Leggendo il libro, apprenderete di divieti – nei confronti, appunto, delle donne ma non solo – che mai avreste immaginato, al punto che Rahaf suole chiamare il Wahhabismo “religione la – la”, che in lingua araba vuol dire “no – no”. Ad esempio, a tutti è vietato recitare opere teatrali o scrivere storie perché, afferma l’Autrice, “queste attività sono considerate forme di menzogna”. Ancora, è vietato il gioco degli scacchi, in quanto è considerato solo “una perdita di tempo e un modo per sperperare denaro” nonché “causa di odio e inimicizia tra le persone”. È inoltre proibito suonare strumenti musicali o ascoltare musica (tranne pochissimi casi consentiti, come l’inno nazionale), riprodurre musica sui cellulari, guardare in TV programmi non religiosi, mandare fiori ad amici o parenti in ospedali e persino fischiare.
Gli atei vengono considerati dei terroristi, così come le femministe; l’omosessualità è punibile con la morte ed è ampiamente diffusa, per gli uomini, la poligamia (un uomo, si legge nel libro, può divorziare dalla moglie semplicemente pronunciando la frase “Io divorzio da te”).
Per quanto riguarda le donne, poi, la lista di obblighi e divieti è infinita: tutte le ragazzine dai nove anni in su devono iniziare ad indossare un abaja (lungo camice) nero e, a patire dai dodici anni, anche il niqab, il velo che lascia scoperti solo gli occhi:
Uscire senza il viso coperto dal niqab è un’offesa
che richiede una punizione severa,
e per aver trasgredito a quella regola
ho ricevuto un sacco di schiaffi, calci e pugni.
Rahaf Mohammed, Ribelle
Sempre dai nove anni in su, le ragazze non possono più abbracciare nemmeno i loro zii e fratelli, perché questo gesto potrebbe essere scambiato per un atto sessuale.
Altri obblighi della vita quotidiana
Vietato anche andare in bicicletta e svolgere altri lavori al di là dell’insegnamento in scuole femminili e poche altre professioni.
Inoltre – cosa che ha molto colpito le studentesse e gli studenti di una seconda superiore cui ho proposto la lettura di alcuni capitoli di questo libro -, se una donna ha bisogno di recarsi dal medico, non solo deve essere accompagnata da un uomo, ma non può nemmeno parlare direttamente con l’operatore sanitario: dovrà invece spiegare all’uomo che l’accompagna i suoi sintomi e quest’ultimo li riferirà al medico (che, a propria volta, per visitare la donna, dovrà servirsi della collaborazione di un’infermiera che provvederà ad avvolgere la paziente in un lenzuolo).

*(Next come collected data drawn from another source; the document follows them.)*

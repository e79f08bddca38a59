//! WBI 密钥缓存

use crate::error::{BiliError, Result};
use async_trait::async_trait;
use chrono::{DateTime, Duration, Utc};
use parking_lot::RwLock;
use std::sync::Arc;
use tokio::sync::Mutex;
use tracing::{info, warn};

/// 密钥有效期 30 分钟
pub const CREDENTIAL_TTL_SECS: i64 = 30 * 60;

/// 从 nav 接口拿到的两段密钥
#[derive(Debug, Clone, PartialEq, Eq)]
pub struct WbiKeys {
    pub img_key: String,
    pub sub_key: String,
}

impl WbiKeys {
    /// 从 `wbi_img.img_url` / `wbi_img.sub_url` 中解析密钥
    pub fn from_urls(img_url: &str, sub_url: &str) -> Result<Self> {
        Ok(Self {
            img_key: key_from_url(img_url).ok_or_else(|| BiliError::missing("wbi_img.img_url"))?,
            sub_key: key_from_url(sub_url).ok_or_else(|| BiliError::missing("wbi_img.sub_url"))?,
        })
    }
}

/// 取 URL 最后一段文件名去掉扩展名的部分
pub fn key_from_url(url: &str) -> Option<String> {
    let file = url.rsplit('/').next()?;
    let stem = file.split('.').next()?;
    if stem.is_empty() {
        None
    } else {
        Some(stem.to_string())
    }
}

#[derive(Debug, Clone, PartialEq, Eq)]
pub struct Credential {
    pub img_key: String,
    pub sub_key: String,
    pub issued_at: DateTime<Utc>,
}

impl Credential {
    pub fn is_fresh(&self, now: DateTime<Utc>) -> bool {
        now < self.issued_at + Duration::seconds(CREDENTIAL_TTL_SECS)
    }
}

/// 时钟，测试时可替换
pub trait Clock: Send + Sync {
    fn now(&self) -> DateTime<Utc>;
}

#[derive(Debug, Default, Clone, Copy)]
pub struct SystemClock;

impl Clock for SystemClock {
    fn now(&self) -> DateTime<Utc> {
        Utc::now()
    }
}

impl<C: Clock + ?Sized> Clock for Arc<C> {
    fn now(&self) -> DateTime<Utc> {
        (**self).now()
    }
}

/// 密钥来源（线上为 nav 接口）
#[async_trait]
pub trait KeySource: Send + Sync {
    async fn fetch_wbi_keys(&self) -> Result<WbiKeys>;
}

#[async_trait]
impl<T: KeySource + ?Sized> KeySource for Arc<T> {
    async fn fetch_wbi_keys(&self) -> Result<WbiKeys> {
        (**self).fetch_wbi_keys().await
    }
}

/// 带有效期的密钥缓存
///
/// 读取走 `RwLock` 快照；过期后的刷新由 `refresh_lock` 串行化，
/// 等待期间其他调用方拿到的是同一次刷新的结果。
pub struct SignatureCache<S, C = SystemClock> {
    source: S,
    clock: C,
    current: RwLock<Option<Credential>>,
    refresh_lock: Mutex<()>,
}

impl<S: KeySource> SignatureCache<S, SystemClock> {
    pub fn new(source: S) -> Self {
        Self::with_clock(source, SystemClock)
    }
}

impl<S: KeySource, C: Clock> SignatureCache<S, C> {
    pub fn with_clock(source: S, clock: C) -> Self {
        Self {
            source,
            clock,
            current: RwLock::new(None),
            refresh_lock: Mutex::new(()),
        }
    }

    /// 缓存使用的当前时间，签名时间戳也取自这里
    pub fn now(&self) -> DateTime<Utc> {
        self.clock.now()
    }

    fn fresh_credential(&self) -> Option<Credential> {
        let now = self.clock.now();
        self.current
            .read()
            .as_ref()
            .filter(|c| c.is_fresh(now))
            .cloned()
    }

    /// 获取当前可用的密钥，过期时刷新
    pub async fn get_credential(&self) -> Result<Credential> {
        if let Some(credential) = self.fresh_credential() {
            return Ok(credential);
        }

        let _guard = self.refresh_lock.lock().await;

        // 排队期间可能已被其他调用方刷新
        if let Some(credential) = self.fresh_credential() {
            return Ok(credential);
        }

        let keys = match self.source.fetch_wbi_keys().await {
            Ok(keys) => keys,
            Err(e) => {
                warn!("[bili] wbi key refresh failed, keeping previous keys: {}", e);
                return Err(e);
            }
        };

        let credential = Credential {
            img_key: keys.img_key,
            sub_key: keys.sub_key,
            issued_at: self.clock.now(),
        };
        info!(
            "[bili] wbi keys refreshed: img_key={}, sub_key={}",
            credential.img_key, credential.sub_key
        );
        *self.current.write() = Some(credential.clone());
        Ok(credential)
    }

    /// 当前缓存的密钥（可能已过期）
    pub fn cached(&self) -> Option<Credential> {
        self.current.read().clone()
    }
}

Altre pagine molto interessanti del libro ci parlano della scuola in Arabia Saudita (con le sue regole e le materie di studio, in primis la religione), della condizione subalterna della donna all’interno del matrimonio e della famiglia (dopo una certa età, i figli maschi esercitano la loro autorità non solo verso le sorelle, ma anche nei confronti delle loro stesse madri) e delle gravi conseguenze psicologiche – quasi sempre ignorate – a carico della salute mentale delle donne.
Per fortuna, da quattro anni a questa parte Rahaf è finalmente una donna libera: dopo essere stata arrestata, durante la fuga, all’aeroporto di Bangkok, è infatti giunta in Canada grazie ai numerosi appelli lanciati via social e all’intervento finale delle Nazioni Unite.
Se fosse tornata nel suo Paese, avrebbe subito la pena di morte.
Una storia a lieto fine, dunque; ma diversa, purtroppo, da molte altre.
“Se comprendere è impossibile, conoscere è necessario”
Alle tante vittime silenziose dei fondamentalismi di ogni epoca e di ogni area geografica vogliamo, quindi, rivolgere il nostro commosso ricordo nella giornata dell’8 marzo. Perché – per citare le celebri parole di Primo Levi – “se comprendere è impossibile, conoscere è necessario”.